En me recevant, Sa Majesté m'a fait l'honneur de me demander mon opinion sur l'état des esprits en France. Je lui ai répondu ce que je crois être la vérité: le gouvernement de M. le duc d'Orléans a crû, depuis sa naissance, en impopularité. A Lyon, à Grenoble, à Lille, l'émeute; à Paris, un trouble profond, ce trouble qui précède souvent les grands bouleversements humains.
J'ai dit au roi que je croyais l'heure venue de tenter une restauration.
—Par quels moyens? demanda M. de Breulh, qui, jusqu'alors, avait écouté silencieusement, mais respectueusement, les paroles du marquis.
—Par les armes.
—C'est impossible! s'écria M. Saincaize.
Berryer étendit la main.
—Veuillez attendre, monsieur Saincaize, dit-il. M. de Kardigân n'a pas terminé. Avant de discuter son projet, il faut le connaître.

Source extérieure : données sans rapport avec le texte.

use std::path::Path;
use std::time::Duration;

use rumqttc::{
    AsyncClient, ConnectReturnCode, Event, EventLoop, Incoming, MqttOptions, Outgoing, QoS,
    SubscribeReasonCode, TlsConfiguration, Transport,
};
use tokio::sync::watch;
use tokio::task::JoinHandle;
use tokio::time::timeout;
use tracing::{debug, error, info, warn};

use crate::config::{AuthMode, ConnectionLifetime, MqttConfig};
use crate::error::ConnectionError;
use crate::telemetry::{DeviceState, StateStore};

use super::{decode_state_payload, parse_state_topic};

const RECONNECT_DELAY: Duration = Duration::from_secs(5);
const DISCONNECT_GRACE: Duration = Duration::from_secs(1);

/// Connection lifecycle as seen by foreground callers.
#[derive(Debug, Clone, Copy, PartialEq, Eq, Default)]
pub enum LinkStatus {
    #[default]
    Disconnected,
    Connecting,
    Connected,
    Failed,
}

/// Owns the one subscriber connection per unit of work and the background
/// task that drains telemetry into the shared [`StateStore`].
pub struct TelemetryLink {
    config: MqttConfig,
    store: StateStore,
    status_tx: watch::Sender<LinkStatus>,
    client: Option<AsyncClient>,
    task: Option<JoinHandle<()>>,
}

impl TelemetryLink {
    pub fn new(config: MqttConfig) -> Self {
        Self {
            config,
            store: StateStore::new(),
            status_tx: watch::channel(LinkStatus::Disconnected).0,
            client: None,
            task: None,
        }
    }

    /// Handle to the shared state cache, for wait primitives.
    pub fn store(&self) -> StateStore {
        self.store.clone()
    }

    pub fn status(&self) -> LinkStatus {
        *self.status_tx.borrow()
    }

    /// Connect to the broker, spawn the delivery task, and subscribe to
    /// every topic in `topics`. Blocks until the broker acknowledges the
    /// connection or the connect timeout lapses. Topics are (re)subscribed
    /// on every ConnAck, so a persistent link picks them back up after a
    /// reconnect. A rejected subscription is logged but does not fail the
    /// overall call.
    pub async fn connect_and_subscribe(
        &mut self,
        topics: Vec<String>,
    ) -> Result<(), ConnectionError> {
        if self.task.is_some() {
            warn!("connect_and_subscribe called on a live link, ignoring");
            return Ok(());
        }

        let options = build_options(&self.config)?;
        let (client, eventloop) = AsyncClient::new(options, 100);

        self.status_tx.send_replace(LinkStatus::Connecting);
        let mut status_rx = self.status_tx.subscribe();

        info!(
            host = %self.config.broker_host,
            port = self.config.broker_port,
            "connecting to MQTT broker"
        );

        let task = tokio::spawn(run_delivery(
            eventloop,
            client.clone(),
            self.store.clone(),
            self.status_tx.clone(),
            topics,
            self.config.topic_prefix.clone(),
            self.config.lifetime,
        ));
        self.client = Some(client);
        self.task = Some(task);

        let wait = status_rx.wait_for(|s| {
            matches!(s, LinkStatus::Connected | LinkStatus::Failed)
        });
        let status = match timeout(self.config.connect_timeout, wait).await {
            Ok(Ok(status)) => *status,
            Ok(Err(_)) => LinkStatus::Failed,
            Err(_) => {
                error!(
                    timeout = ?self.config.connect_timeout,
                    "broker did not acknowledge connection in time"
                );
                self.teardown();
                return Err(ConnectionError::Timeout(self.config.connect_timeout));
            }
        };

        match status {
            LinkStatus::Connected => Ok(()),
            _ => {
                self.teardown();
                Err(ConnectionError::Refused)
            }
        }
    }

    /// Stop the delivery task and close the transport. Safe to call at any
    /// point, including when connect never succeeded or after a previous
    /// disconnect.
    pub async fn disconnect(&mut self) {
        if let Some(client) = self.client.take() {
            if let Err(e) = client.disconnect().await {
                debug!(error = %e, "disconnect on an already-dead connection");
            }
        }
        // The delivery task exits on its own once the Disconnect packet hits
        // the socket; only a stuck link gets aborted.
        if let Some(mut task) = self.task.take() {
            if timeout(DISCONNECT_GRACE, &mut task).await.is_err() {
                task.abort();
            }
        }
        if self.status_tx.send_replace(LinkStatus::Disconnected) != LinkStatus::Disconnected {
            info!("disconnected from MQTT broker");
        }
    }

    fn teardown(&mut self) {
        self.client = None;
        if let Some(task) = self.task.take() {
            task.abort();
        }
        self.status_tx.send_replace(LinkStatus::Failed);
    }
}

fn build_options(config: &MqttConfig) -> Result<MqttOptions, ConnectionError> {
    let mut options = MqttOptions::new(
        &config.client_id,
        &config.broker_host,
        config.broker_port,
    );
    options.set_keep_alive(config.keepalive);

    match &config.auth {
        AuthMode::Password {
            username,
            password,
            ca_path,
        } => {
            options.set_credentials(username, password);
            if let Some(ca_path) = ca_path {
                let ca = read_pem(ca_path)?;
                options.set_transport(Transport::Tls(TlsConfiguration::Simple {
                    ca,
                    alpn: None,
                    client_auth: None,
                }));
            }
        }
        AuthMode::Certificate {
            ca_path,
            cert_path,
            key_path,
        } => {
            let ca = read_pem(ca_path)?;
            let cert = read_pem(cert_path)?;
            let key = read_pem(key_path)?;
            options.set_transport(Transport::Tls(TlsConfiguration::Simple {
                ca,
                alpn: None,
                client_auth: Some((cert, key)),
            }));
        }
    }

    Ok(options)
}

fn read_pem(path: &Path) -> Result<Vec<u8>, ConnectionError> {
    std::fs::read(path).map_err(|source| ConnectionError::Credentials {
        path: path.to_path_buf(),
        source,
    })
}

/// Background delivery loop. Decodes arriving telemetry into the store and
/// keeps draining for all devices while foreground callers wait on specific
/// ones. Never propagates a decode failure to a caller.
async fn run_delivery(
    mut eventloop: EventLoop,
    client: AsyncClient,
    store: StateStore,
    status_tx: watch::Sender<LinkStatus>,
    topics: Vec<String>,
    topic_prefix: String,
    lifetime: ConnectionLifetime,
) {
    loop {
        match eventloop.poll().await {
            Ok(Event::Incoming(Incoming::ConnAck(ack))) => {
                if ack.code == ConnectReturnCode::Success {
                    info!("connected to MQTT broker");
                    status_tx.send_replace(LinkStatus::Connected);
                    for topic in &topics {
                        if let Err(e) = client.subscribe(topic, QoS::AtLeastOnce).await {
                            error!(topic = %topic, error = %e, "failed to subscribe");
                        }
                    }
                } else {
                    // Bad credentials will not get better on retry.
                    error!(code = ?ack.code, "broker rejected the connection");
                    status_tx.send_replace(LinkStatus::Failed);
                    return;
                }
            }
            Ok(Event::Incoming(Incoming::SubAck(ack))) => {
                for code in &ack.return_codes {
                    if matches!(code, SubscribeReasonCode::Failure) {
                        error!("broker rejected a subscription");
                    }
                }
            }
            Ok(Event::Incoming(Incoming::Publish(publish))) => {
                ingest(&store, &topic_prefix, &publish.topic, &publish.payload);
            }
            Ok(Event::Outgoing(Outgoing::Disconnect)) => {
                debug!("disconnect packet flushed, stopping delivery");
                return;
            }
            Ok(_) => {}
            Err(e) => match lifetime {
                ConnectionLifetime::PerRequest => {
                    error!(error = %e, "MQTT connection error, link failed");
                    status_tx.send_replace(LinkStatus::Failed);
                    return;
                }
                ConnectionLifetime::Persistent => {
                    error!(error = %e, "MQTT connection error, reconnecting");
                    status_tx.send_replace(LinkStatus::Connecting);
                    tokio::time::sleep(RECONNECT_DELAY).await;
                }
            },
        }
    }
}

/// Decode one arriving message and cache it. Malformed payloads and foreign
/// topics are dropped here; a caller waiting on that device just keeps
/// waiting.
fn ingest(store: &StateStore, prefix: &str, topic: &str, payload: &[u8]) {
    let Some(device_id) = parse_state_topic(topic, prefix) else {
        debug!(topic, "ignoring message on non-state topic");
        return;
    };
    match decode_state_payload(payload) {
        Ok((state, raw)) => {
            debug!(device_id, ?state, "telemetry received");
            store.put(DeviceState::new(device_id, state, raw));
        }
        Err(e) => {
            warn!(device_id, topic, error = %e, "dropping malformed telemetry payload");
        }
    }
}

#[cfg(test)]
mod tests {
    use super::*;

    #[tokio::test]
    async fn ingest_caches_valid_telemetry() {
        let store = StateStore::new();
        ingest(
            &store,
            "$devices",
            "$devices/are0abc123/state",
            br#"{"state": "on"}"#,
        );
        let record = store.get("are0abc123").unwrap();
        assert_eq!(record.state.as_deref(), Some("on"));
        assert_eq!(record.raw_payload["state"], "on");
    }

    #[tokio::test]
    async fn ingest_drops_malformed_payloads() {
        let store = StateStore::new();
        ingest(
            &store,
            "$devices",
            "$devices/are0abc123/state",
            b"\x00\x01 not json",
        );
        assert!(store.get("are0abc123").is_none());
    }

    #[tokio::test]
    async fn ingest_ignores_foreign_topics() {
        let store = StateStore::new();
        ingest(
            &store,
            "$devices",
            "$devices/are0abc123/commands",
            br#"{"state": "on"}"#,
        );
        ingest(&store, "$devices", "$monitoring/json", br#"{"state": "on"}"#);
        assert!(store.get("are0abc123").is_none());
    }

    fn test_config() -> crate::config::MqttConfig {
        crate::config::MqttConfig {
            broker_host: "localhost".into(),
            broker_port: 1883,
            keepalive: Duration::from_secs(60),
            connect_timeout: Duration::from_secs(1),
            topic_prefix: "$devices".into(),
            client_id: "test".into(),
            auth: AuthMode::Password {
                username: "u".into(),
                password: "p".into(),
                ca_path: None,
            },
            lifetime: ConnectionLifetime::PerRequest,
        }
    }

    #[tokio::test]
    async fn disconnect_is_idempotent_without_connect() {
        let mut link = TelemetryLink::new(test_config());
        assert_eq!(link.status(), LinkStatus::Disconnected);
        link.disconnect().await;
        link.disconnect().await;
        assert_eq!(link.status(), LinkStatus::Disconnected);
    }

    #[tokio::test]
    async fn connect_timeout_marks_link_failed() {
        // A listener that accepts TCP but never speaks MQTT, so the ConnAck
        // wait runs out.
        let listener = tokio::net::TcpListener::bind("127.0.0.1:0").await.unwrap();
        let port = listener.local_addr().unwrap().port();
        tokio::spawn(async move {
            let mut sockets = Vec::new();
            loop {
                match listener.accept().await {
                    Ok((socket, _)) => sockets.push(socket),
                    Err(_) => return,
                }
            }
        });

        let mut config = test_config();
        config.broker_port = port;
        config.broker_host = "127.0.0.1".into();
        config.connect_timeout = Duration::from_millis(250);

        let mut link = TelemetryLink::new(config);
        let err = link
            .connect_and_subscribe(vec!["$devices/are0abc123/state".into()])
            .await
            .unwrap_err();
        assert!(matches!(err, ConnectionError::Timeout(_)));
        assert_eq!(link.status(), LinkStatus::Failed);

        link.disconnect().await;
        assert_eq!(link.status(), LinkStatus::Disconnected);
    }

    #[test]
    fn missing_credential_file_is_a_connection_error() {
        let err = read_pem(Path::new("/nonexistent/rootCA.crt")).unwrap_err();
        assert!(matches!(err, ConnectionError::Credentials { .. }));
    }
}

—Je continue, messieurs. Sa Majesté, après avoir entendu mes paroles, a fait appeler madame la duchesse de Berry. Son Altesse Royale m'a ordonné de répéter mes paroles.
—Ma fille, dit le roi, M. de Kardigân est de votre avis, vous le voyez: j'étais déjà convaincu par vous avant de l'être par lui.
—Ainsi le roi consent à une tentative de restauration à main armée?